## Excerpts from a dataset
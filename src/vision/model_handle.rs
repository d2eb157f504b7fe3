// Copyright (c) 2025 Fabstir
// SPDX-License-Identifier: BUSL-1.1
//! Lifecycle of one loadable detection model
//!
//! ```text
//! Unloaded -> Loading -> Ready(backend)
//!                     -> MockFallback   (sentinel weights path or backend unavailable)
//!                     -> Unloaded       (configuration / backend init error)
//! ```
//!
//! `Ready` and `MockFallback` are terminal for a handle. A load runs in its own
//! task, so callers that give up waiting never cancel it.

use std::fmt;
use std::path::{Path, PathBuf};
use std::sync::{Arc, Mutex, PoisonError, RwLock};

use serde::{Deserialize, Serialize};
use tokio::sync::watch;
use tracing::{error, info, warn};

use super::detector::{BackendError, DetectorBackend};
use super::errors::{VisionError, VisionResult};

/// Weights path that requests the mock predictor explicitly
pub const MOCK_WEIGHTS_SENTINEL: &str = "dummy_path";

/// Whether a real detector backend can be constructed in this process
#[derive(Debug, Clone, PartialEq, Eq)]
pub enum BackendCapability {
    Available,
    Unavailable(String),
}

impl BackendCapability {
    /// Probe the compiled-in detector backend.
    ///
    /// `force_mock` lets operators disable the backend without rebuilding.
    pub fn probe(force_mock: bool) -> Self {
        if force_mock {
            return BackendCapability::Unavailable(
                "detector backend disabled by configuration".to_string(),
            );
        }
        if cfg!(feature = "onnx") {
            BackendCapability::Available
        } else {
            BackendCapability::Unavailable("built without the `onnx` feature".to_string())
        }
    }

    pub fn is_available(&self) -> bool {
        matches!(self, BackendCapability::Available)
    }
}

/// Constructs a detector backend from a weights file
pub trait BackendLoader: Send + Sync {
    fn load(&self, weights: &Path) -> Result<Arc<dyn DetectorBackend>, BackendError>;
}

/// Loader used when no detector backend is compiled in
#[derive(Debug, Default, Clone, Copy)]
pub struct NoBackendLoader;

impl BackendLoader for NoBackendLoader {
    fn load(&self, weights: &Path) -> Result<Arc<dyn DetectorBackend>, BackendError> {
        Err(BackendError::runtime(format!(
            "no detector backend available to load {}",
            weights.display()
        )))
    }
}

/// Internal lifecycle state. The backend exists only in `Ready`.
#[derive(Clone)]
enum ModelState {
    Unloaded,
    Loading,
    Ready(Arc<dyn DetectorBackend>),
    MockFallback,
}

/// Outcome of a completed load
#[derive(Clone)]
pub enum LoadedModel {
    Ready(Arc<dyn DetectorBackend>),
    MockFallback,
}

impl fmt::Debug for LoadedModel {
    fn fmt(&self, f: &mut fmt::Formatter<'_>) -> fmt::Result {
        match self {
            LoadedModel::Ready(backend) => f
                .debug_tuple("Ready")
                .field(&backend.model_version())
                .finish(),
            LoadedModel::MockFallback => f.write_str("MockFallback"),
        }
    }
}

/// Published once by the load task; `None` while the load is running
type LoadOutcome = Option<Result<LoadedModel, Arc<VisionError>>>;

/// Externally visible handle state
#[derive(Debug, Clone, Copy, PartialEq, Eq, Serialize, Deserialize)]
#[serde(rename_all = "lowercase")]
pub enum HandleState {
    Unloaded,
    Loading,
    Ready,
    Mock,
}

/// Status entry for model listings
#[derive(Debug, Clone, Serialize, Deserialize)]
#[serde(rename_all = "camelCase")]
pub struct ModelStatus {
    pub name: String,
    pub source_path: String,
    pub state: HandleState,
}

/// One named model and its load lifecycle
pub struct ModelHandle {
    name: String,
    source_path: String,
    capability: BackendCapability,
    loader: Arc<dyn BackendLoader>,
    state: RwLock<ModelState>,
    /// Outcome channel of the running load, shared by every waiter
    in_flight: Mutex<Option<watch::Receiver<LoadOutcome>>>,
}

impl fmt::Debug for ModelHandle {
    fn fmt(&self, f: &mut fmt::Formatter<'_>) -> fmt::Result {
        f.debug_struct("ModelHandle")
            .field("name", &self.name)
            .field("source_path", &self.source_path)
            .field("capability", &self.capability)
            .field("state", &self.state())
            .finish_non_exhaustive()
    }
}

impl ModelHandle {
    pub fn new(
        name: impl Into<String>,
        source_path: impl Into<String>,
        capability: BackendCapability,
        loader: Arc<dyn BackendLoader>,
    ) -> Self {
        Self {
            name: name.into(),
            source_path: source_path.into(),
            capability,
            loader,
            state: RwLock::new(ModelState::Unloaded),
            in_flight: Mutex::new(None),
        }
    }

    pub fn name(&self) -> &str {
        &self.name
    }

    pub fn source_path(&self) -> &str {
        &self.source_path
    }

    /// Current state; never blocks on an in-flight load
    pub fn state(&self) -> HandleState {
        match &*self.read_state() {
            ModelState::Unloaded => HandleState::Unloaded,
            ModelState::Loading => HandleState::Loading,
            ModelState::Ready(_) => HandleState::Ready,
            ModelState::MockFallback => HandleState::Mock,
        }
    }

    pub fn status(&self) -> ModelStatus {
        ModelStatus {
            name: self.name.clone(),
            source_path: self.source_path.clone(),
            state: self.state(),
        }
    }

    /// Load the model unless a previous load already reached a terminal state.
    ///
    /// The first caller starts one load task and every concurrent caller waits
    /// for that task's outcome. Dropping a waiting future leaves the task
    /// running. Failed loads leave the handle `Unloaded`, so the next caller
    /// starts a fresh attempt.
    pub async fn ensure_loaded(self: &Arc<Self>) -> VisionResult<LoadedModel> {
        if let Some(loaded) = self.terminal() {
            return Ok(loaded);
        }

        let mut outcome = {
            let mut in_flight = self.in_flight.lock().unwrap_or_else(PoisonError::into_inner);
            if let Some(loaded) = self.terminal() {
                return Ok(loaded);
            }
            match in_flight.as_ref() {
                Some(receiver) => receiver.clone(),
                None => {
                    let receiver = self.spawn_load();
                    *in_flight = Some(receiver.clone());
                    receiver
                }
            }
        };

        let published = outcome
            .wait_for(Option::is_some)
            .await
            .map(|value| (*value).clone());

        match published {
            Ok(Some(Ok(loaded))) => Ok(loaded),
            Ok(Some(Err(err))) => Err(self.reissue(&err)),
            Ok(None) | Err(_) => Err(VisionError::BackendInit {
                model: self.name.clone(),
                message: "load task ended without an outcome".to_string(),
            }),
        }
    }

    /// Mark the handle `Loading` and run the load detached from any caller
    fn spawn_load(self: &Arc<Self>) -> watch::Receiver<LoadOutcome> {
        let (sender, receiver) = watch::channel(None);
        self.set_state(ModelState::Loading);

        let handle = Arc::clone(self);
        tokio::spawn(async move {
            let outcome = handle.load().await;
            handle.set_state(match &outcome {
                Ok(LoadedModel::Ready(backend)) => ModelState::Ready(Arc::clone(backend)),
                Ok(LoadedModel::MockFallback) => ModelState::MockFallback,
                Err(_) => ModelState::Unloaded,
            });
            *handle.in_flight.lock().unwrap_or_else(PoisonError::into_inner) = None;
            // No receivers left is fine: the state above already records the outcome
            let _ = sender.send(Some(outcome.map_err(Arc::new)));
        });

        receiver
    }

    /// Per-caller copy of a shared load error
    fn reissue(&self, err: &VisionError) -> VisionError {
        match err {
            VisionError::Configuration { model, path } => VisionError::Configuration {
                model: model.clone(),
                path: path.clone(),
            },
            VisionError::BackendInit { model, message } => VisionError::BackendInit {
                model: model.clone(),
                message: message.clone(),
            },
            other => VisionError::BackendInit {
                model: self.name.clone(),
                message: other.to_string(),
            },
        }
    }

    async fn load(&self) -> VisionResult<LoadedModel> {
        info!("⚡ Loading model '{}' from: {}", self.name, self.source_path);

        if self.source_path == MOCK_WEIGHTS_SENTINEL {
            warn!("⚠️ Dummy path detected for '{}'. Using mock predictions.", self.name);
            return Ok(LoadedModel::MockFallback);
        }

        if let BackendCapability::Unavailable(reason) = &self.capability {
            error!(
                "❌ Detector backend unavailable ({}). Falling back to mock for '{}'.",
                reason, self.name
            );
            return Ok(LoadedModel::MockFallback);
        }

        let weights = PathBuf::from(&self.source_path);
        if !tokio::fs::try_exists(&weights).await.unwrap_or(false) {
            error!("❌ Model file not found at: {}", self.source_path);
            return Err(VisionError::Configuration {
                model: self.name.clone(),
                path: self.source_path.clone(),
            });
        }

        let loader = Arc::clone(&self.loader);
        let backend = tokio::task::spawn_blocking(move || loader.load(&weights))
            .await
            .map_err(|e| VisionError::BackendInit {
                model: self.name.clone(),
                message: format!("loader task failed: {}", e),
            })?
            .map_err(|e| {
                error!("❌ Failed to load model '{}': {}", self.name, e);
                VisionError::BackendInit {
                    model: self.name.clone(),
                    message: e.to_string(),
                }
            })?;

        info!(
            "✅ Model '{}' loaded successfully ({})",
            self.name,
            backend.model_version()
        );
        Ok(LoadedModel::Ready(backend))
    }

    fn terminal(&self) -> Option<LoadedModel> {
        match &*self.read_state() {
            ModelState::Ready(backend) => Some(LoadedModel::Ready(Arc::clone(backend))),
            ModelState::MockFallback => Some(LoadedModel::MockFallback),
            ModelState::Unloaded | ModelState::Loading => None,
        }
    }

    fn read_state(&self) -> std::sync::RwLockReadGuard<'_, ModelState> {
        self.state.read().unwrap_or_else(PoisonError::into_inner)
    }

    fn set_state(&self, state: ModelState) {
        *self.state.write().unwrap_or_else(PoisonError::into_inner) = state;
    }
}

...

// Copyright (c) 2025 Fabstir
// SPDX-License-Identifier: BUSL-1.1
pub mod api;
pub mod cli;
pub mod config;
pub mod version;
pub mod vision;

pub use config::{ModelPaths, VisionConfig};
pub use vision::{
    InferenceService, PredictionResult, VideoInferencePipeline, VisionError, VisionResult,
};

---

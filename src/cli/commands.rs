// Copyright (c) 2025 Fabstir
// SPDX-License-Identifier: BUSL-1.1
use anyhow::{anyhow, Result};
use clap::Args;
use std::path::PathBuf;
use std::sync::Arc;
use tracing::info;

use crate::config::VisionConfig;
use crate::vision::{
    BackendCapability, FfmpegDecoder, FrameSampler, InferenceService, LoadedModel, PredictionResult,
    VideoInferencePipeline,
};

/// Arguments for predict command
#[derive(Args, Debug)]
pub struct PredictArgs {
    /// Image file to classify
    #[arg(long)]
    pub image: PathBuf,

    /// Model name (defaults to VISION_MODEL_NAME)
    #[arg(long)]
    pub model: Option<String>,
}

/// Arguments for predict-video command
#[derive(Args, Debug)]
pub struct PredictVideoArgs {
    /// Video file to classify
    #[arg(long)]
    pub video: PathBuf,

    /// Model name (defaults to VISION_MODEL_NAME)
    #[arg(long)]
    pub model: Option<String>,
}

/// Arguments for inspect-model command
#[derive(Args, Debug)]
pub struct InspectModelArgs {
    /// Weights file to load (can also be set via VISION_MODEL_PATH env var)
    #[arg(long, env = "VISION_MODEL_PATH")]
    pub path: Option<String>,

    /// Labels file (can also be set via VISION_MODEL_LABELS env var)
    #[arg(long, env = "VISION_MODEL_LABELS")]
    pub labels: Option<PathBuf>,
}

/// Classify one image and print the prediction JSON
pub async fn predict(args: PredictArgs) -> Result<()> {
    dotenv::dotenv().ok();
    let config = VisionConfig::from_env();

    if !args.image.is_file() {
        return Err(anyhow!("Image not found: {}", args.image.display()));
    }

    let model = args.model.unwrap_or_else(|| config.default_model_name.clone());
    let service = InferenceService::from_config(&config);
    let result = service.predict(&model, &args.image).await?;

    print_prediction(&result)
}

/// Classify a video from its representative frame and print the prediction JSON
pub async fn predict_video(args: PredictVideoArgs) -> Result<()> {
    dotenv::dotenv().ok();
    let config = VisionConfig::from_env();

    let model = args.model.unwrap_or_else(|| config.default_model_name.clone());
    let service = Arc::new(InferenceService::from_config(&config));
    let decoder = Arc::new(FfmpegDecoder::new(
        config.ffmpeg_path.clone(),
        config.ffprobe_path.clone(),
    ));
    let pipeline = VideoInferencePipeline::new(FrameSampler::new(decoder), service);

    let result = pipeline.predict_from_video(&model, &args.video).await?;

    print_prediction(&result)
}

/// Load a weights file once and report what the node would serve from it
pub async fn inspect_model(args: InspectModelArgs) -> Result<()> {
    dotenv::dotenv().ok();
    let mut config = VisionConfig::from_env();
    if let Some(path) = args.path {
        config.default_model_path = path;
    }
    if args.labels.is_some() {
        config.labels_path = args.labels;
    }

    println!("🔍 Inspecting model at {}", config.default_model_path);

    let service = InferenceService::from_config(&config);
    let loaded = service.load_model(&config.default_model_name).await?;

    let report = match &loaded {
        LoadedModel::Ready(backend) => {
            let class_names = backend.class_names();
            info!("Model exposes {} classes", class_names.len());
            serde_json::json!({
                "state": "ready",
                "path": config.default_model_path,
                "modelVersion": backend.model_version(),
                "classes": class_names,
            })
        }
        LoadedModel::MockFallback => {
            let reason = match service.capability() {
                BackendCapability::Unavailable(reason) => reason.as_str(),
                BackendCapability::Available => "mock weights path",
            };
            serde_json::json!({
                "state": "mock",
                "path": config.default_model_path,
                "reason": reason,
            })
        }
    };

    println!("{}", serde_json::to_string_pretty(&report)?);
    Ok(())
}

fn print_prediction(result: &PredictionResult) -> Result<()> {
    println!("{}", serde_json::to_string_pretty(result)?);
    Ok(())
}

## Assignment
Starting from the records above, filter out all lines except those containing the word "classes".

## Answer
            info!("Model exposes {} classes", class_names.len());
                "classes": class_names,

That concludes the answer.